例えバタフライ効果で何万何億と分岐が枝分かれしてたとしても、シュンに主導権を握られていない分岐は存在していないと思う。


「またダメだったのね」


コツ....コツと足音が鳴り、奥からミレイ・ノルヴァが歩いてきた。

はぁ....と一つ大きな溜息をつくマヨイ・ヴァレン。


「ナエラと連絡が付いたわ、昔のみんなで合流しましょうって。貴方も来る?」


「あ、ちょっと待って、ヴィクセン。グリシアに繋いでもらえる?」


「....貴方相変わらずの畜生ね」



━…━…━…━…


バリッシュさんの店で集合することになった。

バーミアに住む先生の過去の戦友。


そんな人達に会えるのも当然嬉しいが、それ以上に仲間が居ると言う【安心感】にとても言葉で表すことのできない感情を感じる。


カランコロン....と至福の鐘の音がなる。


「おじゃまs」


「奈~恵ぇぇ!!!」


突然キムナエ先生に飛びついた....キムナエ先生?


奈恵先生にそっくりな女性が奈恵先生に飛びついていた。


....なる程、ナエラさんか。


馬場さんとバリッシュさんでも思ったが、ドッペルゲンガーって言われるだけあって本当に似てる。


遠目で見ると理解するのに数秒かかるレベルだ。


ポンポン、と頭を撫でる奈恵先生を尻目に、バリッシュさんが妙にこちらに構えている。

その睨み目の先はグリシアに向けられていた。


「ほら、そう構えないで。今のグリシアは無害だから」


そう言ってポンのグリシアの背中を押すマヨイ。


「あの時は....その、悪かったよ。

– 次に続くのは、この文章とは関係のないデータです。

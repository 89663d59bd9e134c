//! HTTP error responses

use axum::{
    Json,
    extract::rejection::{JsonRejection, QueryRejection},
    http::StatusCode,
    response::{IntoResponse, Response},
};
use serde::{Deserialize, Serialize};
use serde_json::{Value, json};
use std::fmt;
use tracing::{debug, error};
use venue_backend::BackendError;
use venue_sheets::SheetError;

/// Result type for handlers
pub type ApiResult<T> = Result<T, ApiError>;

/// Error returned by a handler or extractor
#[derive(Debug)]
pub struct ApiError {
    /// HTTP status code
    pub status: StatusCode,
    /// Error code for API responses
    pub code: String,
    /// Error message
    pub message: String,
    /// Additional context
    pub details: Option<Value>,
}

/// Error body
#[derive(Debug, Clone, Serialize, Deserialize)]
pub struct ErrorResponse {
    /// Error message
    pub error: String,
    /// Error code
    pub code: String,
    /// Additional context
    pub details: Option<Value>,
}

impl ApiError {
    /// Create a new error
    pub fn new(status: StatusCode, code: impl Into<String>, message: impl Into<String>) -> Self {
        Self {
            status,
            code: code.into(),
            message: message.into(),
            details: None,
        }
    }

    /// Attach details
    #[must_use]
    pub fn with_details(mut self, details: Value) -> Self {
        self.details = Some(details);
        self
    }

    /// 400 with code `BAD_REQUEST`
    pub fn bad_request(message: impl Into<String>) -> Self {
        Self::new(StatusCode::BAD_REQUEST, "BAD_REQUEST", message)
    }

    /// 404 with code `NOT_FOUND`
    pub fn not_found(message: impl Into<String>) -> Self {
        Self::new(StatusCode::NOT_FOUND, "NOT_FOUND", message)
    }

    /// 502 with code `UPSTREAM_ERROR`
    pub fn upstream(message: impl Into<String>) -> Self {
        Self::new(StatusCode::BAD_GATEWAY, "UPSTREAM_ERROR", message)
    }

    /// 500 with code `INTERNAL_ERROR`
    pub fn internal(message: impl Into<String>) -> Self {
        Self::new(StatusCode::INTERNAL_SERVER_ERROR, "INTERNAL_ERROR", message)
    }
}

impl fmt::Display for ApiError {
    fn fmt(&self, f: &mut fmt::Formatter<'_>) -> fmt::Result {
        write!(f, "{}: {}", self.code, self.message)
    }
}

impl std::error::Error for ApiError {}

impl IntoResponse for ApiError {
    fn into_response(self) -> Response {
        if self.status.is_server_error() {
            error!(status = %self.status, code = %self.code, "{}", self.message);
        } else {
            debug!(status = %self.status, code = %self.code, "{}", self.message);
        }
        let body = ErrorResponse {
            error: self.message,
            code: self.code,
            details: self.details,
        };
        (self.status, Json(body)).into_response()
    }
}

impl From<venue_core::Error> for ApiError {
    fn from(error: venue_core::Error) -> Self {
        use venue_core::Error;
        match error {
            Error::Validation { field, message } => {
                Self::new(StatusCode::BAD_REQUEST, "VALIDATION_ERROR", message)
                    .with_details(json!({ "field": field }))
            }
            Error::SeatLimitExceeded {
                requested,
                available,
            } => Self::new(
                StatusCode::BAD_REQUEST,
                "SEAT_LIMIT_EXCEEDED",
                format!("{requested} employees requested but only {available} seats remain"),
            )
            .with_details(json!({ "requested": requested, "available": available })),
            Error::NotFound { resource } => Self::not_found(format!("{resource} not found")),
            Error::Spreadsheet(message) => {
                Self::new(StatusCode::BAD_REQUEST, "INVALID_SPREADSHEET", message)
            }
            Error::Backend(message) => Self::upstream(message),
            other => Self::internal(other.to_string()),
        }
    }
}

impl From<BackendError> for ApiError {
    fn from(error: BackendError) -> Self {
        match error {
            BackendError::Core(core) => core.into(),
            BackendError::NotFound { .. } => Self::not_found(error.to_string()),
            BackendError::Status {
                ref operation,
                status,
                ..
            } => {
                let details = json!({ "operation": operation, "status": status });
                if status == 404 {
                    Self::not_found(error.to_string()).with_details(details)
                } else {
                    Self::upstream(error.to_string()).with_details(details)
                }
            }
            BackendError::Configuration { .. } => Self::internal(error.to_string()),
            other => Self::upstream(other.to_string()),
        }
    }
}

impl From<SheetError> for ApiError {
    fn from(error: SheetError) -> Self {
        venue_core::Error::from(error).into()
    }
}

impl From<JsonRejection> for ApiError {
    fn from(rejection: JsonRejection) -> Self {
        Self::new(rejection.status(), "INVALID_JSON", rejection.body_text())
    }
}

impl From<QueryRejection> for ApiError {
    fn from(rejection: QueryRejection) -> Self {
        Self::bad_request(rejection.body_text())
    }
}

impl From<validator::ValidationErrors> for ApiError {
    fn from(errors: validator::ValidationErrors) -> Self {
        venue_core::Error::from(errors).into()
    }
}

アタイも命令を遂行するので必死だったんだ....」


「その謝罪の相手は俺じゃねぇな....」


バリッシュさんはため息を付きながらそう一言漏らす。

どうやらもう過去のトラウマを精算したらしい。


受け入れるのが早いというか時間が解決したというか....。

精神も相当熟練されているようだ。


コルクの匂いが漂うこの雰囲気のいいお店。

奥でコーヒーをすする姿が一人。


先生の記憶で見たことがある。

【トウ】さんだ。


確か冬弥さんのドッペルゲンガーだったか。


「どうも初めまして」


「あ、どうも初めまして」


コーヒーをコツンと机に置き、満点の笑みでそう返してくれた。

根暗だが優しそうな人だ。


俊介先生が席に着くと、バリッシュさんがすぐさま近づいて行った。


「お前、マジでシュンを倒したのか?」


「たまたま....ラッキーだっただけさ」


はい、と言いながら地面に置かれた黄金色のドリンク。

魔女の鼻水だろうか?


先生がグイッと飲み干すその様を見て、何処か嬉しそうな様子を見せるバリッシュさん。


「記憶が蘇ったって事は、また何か起こったんだろ?ナエラ達が遺品だなんだと騒いでいたよ」


「あぁ、シュンが復活した」


先生の食い気味のレスポンスに、一瞬フリーズするバリッシュさん。


「どうやら俺も耳が遠くなっちまったみたいだ。なんて?」


「シュンが復活した」


「....そうか」


バリッシュさんが数秒何かを考える動作をしてニカッと笑う。


「まぁ、知ってたんだけどな」


「全部ナエラから聞いていたさ。俺だってお前等地球人で言うところの【異能力者】。今度こそ協力させてもらうぞ」


「あぁ、もうここまで来ると止めても無駄なんだろうな」


「よく分かってんじゃねぇか」


俊介先生は頭を抱え溜息をつく。


「んで、ナエラ。遺品の事なんだがな....」


俊介先生がナエラにそう言うと、彼女は一枚の紙をポケットから取り出し満足気に振り出した。


「そのリスト必要無くなったんだわ」


ショックがダイレクトに現れた表情を見せるナエラ。

紙がハラハラと地面に落ちる。


「ごめんなさい、連絡石で連絡すれば良かったんだけど色々あって....」


奈恵先生が申し訳無さそうな顔でナエラに会釈する。


その光景を見てフフッと笑いをこぼすマヨイを尻目に、ミレイ・ノルヴァはコーヒーを口に運ぶ。


ここからの旅は、どうも賑やかなものになりそうだ。

テラと季子の弔いの為にも、俺は。


俺は、何としてでもシュンの復活を阻止しなくてはならない。